Polisi Tiongkok Gerebek Pabrik Lego Palsu Bernilai Rp 425 Miliar

Polisi Tiongkok Gerebek Pabrik Lego Palsu Bernilai Rp 425 Miliar
Foto dokumentasi pada 6 November 2018 menunjukkan mainan "Lepin" palsu di Beijing. Polisi Tiongkok telah membongkar satu sindikat yang dituduh memproduksi Lego palsu bernilai sekitar US$ 30 juta yang dijual di seluruh negeri. ( Foto: AFP / Fred Dufour )
Unggul Wirawan / WIR Selasa, 30 April 2019 | 07:42 WIB

Beijing, Beritasatu.com- Polisi Tiongkok telah membongkar jaringan sindikat yang dituduh memproduksi Lego palsu senilai US$ 30 juta (sekitar Rp 425 miliar) yang dijual di seluruh negeri.

Awal pekan ini, polisi menggerebek tempat Lepin yakni pembuat mainan Tiongkok yang memproduksi Lego tiruan di kota Shenzhen, empat orang tersangka ditangkap.

“Pada Oktober 2018, polisi Shanghai menemukan bahwa blok bangunan Lepin yang tersedia di pasar sangat mirip dengan Lego,” kata polisi Shanghai pada Jumat (26/4),

Mainan-mainan itu ditiru dari cetak biru Lego dan dikirim ke satu pabrik di Shenzhen untuk diproduksi sebelum dijual dan menyebar ke seluruh Tiongkok.

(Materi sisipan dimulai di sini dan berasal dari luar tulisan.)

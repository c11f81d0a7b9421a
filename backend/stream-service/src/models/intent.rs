//! Durable record of a provider call that has not yet been reflected locally

use chrono::{DateTime, Utc};
use serde::{Deserialize, Serialize};
use std::str::FromStr;
use uuid::Uuid;

use super::stream::{StreamChanges, Transition};
use super::target::MultistreamTarget;

#[derive(Debug, Clone, PartialEq, Serialize, Deserialize)]
#[serde(tag = "op", rename_all = "snake_case")]
pub enum IntentOperation {
    Create,
    Activate,
    Suspend,
    Terminate,
    Delete,
    Update { changes: StreamChanges },
    AttachTarget { target: MultistreamTarget },
}

impl IntentOperation {
    /// `None` for create, which has no source state.
    pub fn transition(&self) -> Option<Transition> {
        match self {
            IntentOperation::Create => None,
            IntentOperation::Activate => Some(Transition::Activate),
            IntentOperation::Suspend => Some(Transition::Suspend),
            IntentOperation::Terminate => Some(Transition::Terminate),
            IntentOperation::Delete => Some(Transition::Delete),
            IntentOperation::Update { .. } => Some(Transition::Update),
            IntentOperation::AttachTarget { .. } => Some(Transition::AttachTarget),
        }
    }

    pub fn name(&self) -> &'static str {
        match self.transition() {
            Some(t) => t.as_str(),
            None => "create",
        }
    }
}

#[derive(Debug, Clone, Copy, PartialEq, Eq, Serialize, Deserialize)]
#[serde(rename_all = "lowercase")]
pub enum IntentOutcome {
    /// Local state reflects the provider call
    Completed,
    /// Provider call failed; nothing to reconcile
    Aborted,
    /// Orphaned remote resource was removed
    Compensated,
    /// A later change made the operation irrelevant
    Superseded,
    /// Nothing left to reconcile against
    Abandoned,
}

impl IntentOutcome {
    pub fn as_str(&self) -> &'static str {
        match self {
            IntentOutcome::Completed => "completed",
            IntentOutcome::Aborted => "aborted",
            IntentOutcome::Compensated => "compensated",
            IntentOutcome::Superseded => "superseded",
            IntentOutcome::Abandoned => "abandoned",
        }
    }
}

impl FromStr for IntentOutcome {
    type Err = String;

    fn from_str(s: &str) -> Result<Self, Self::Err> {
        match s {
            "completed" => Ok(IntentOutcome::Completed),
            "aborted" => Ok(IntentOutcome::Aborted),
            "compensated" => Ok(IntentOutcome::Compensated),
            "superseded" => Ok(IntentOutcome::Superseded),
            "abandoned" => Ok(IntentOutcome::Abandoned),
            other => Err(format!("unknown intent outcome '{other}'")),
        }
    }
}

#[derive(Debug, Clone, PartialEq)]
pub struct StreamIntent {
    pub id: Uuid,
    pub stream_id: Uuid,
    pub operation: IntentOperation,
    /// Known up front for transitions; set after the provider answers for create
    pub remote_id: Option<String>,
    pub attempts: i32,
    pub last_error: Option<String>,
    pub created_at: DateTime<Utc>,
    pub resolved_at: Option<DateTime<Utc>>,
    pub outcome: Option<IntentOutcome>,
}

impl StreamIntent {
    pub fn new(stream_id: Uuid, operation: IntentOperation, remote_id: Option<String>) -> Self {
        Self {
            id: Uuid::new_v4(),
            stream_id,
            operation,
            remote_id,
            attempts: 0,
            last_error: None,
            created_at: Utc::now(),
            resolved_at: None,
            outcome: None,
        }
    }

    pub fn is_resolved(&self) -> bool {
        self.resolved_at.is_some()
    }
}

“Di lebih dari 10 jalur perakitan, lebih dari 90 cetakan telah diproduksi. Polisi menyita sekitar 630.000 lembar Lego yang selesai bernilai lebih dari 200 juta yuan (US$ 30 juta),” kata pernyataan itu.

Foto-foto dari penggerebekan pada Selasa yang diposting pada akun media sosial penegakan hukum resmi - menunjukkan cetakan dan kotak yang tampak sangat mirip dengan Lego yang diproduksi oleh raksasa mainan Denmark.

Satu tiruan Lego Star Wars disebut "Star Plan", sedangkan set mainan itu dirilis bersamaan dengan "Lego Movie 2" yang baru juga telah ditiru dan dijual dengan nama "The Lepin Bricks 2".

“Produk palsu itu bisa menjadi masalah keamanan bagi konsumen,” kata Wakil Presiden Lego Tiongkok dan Asia Pasifik Robin Smith, lapor kantor berita resmi Xinhua.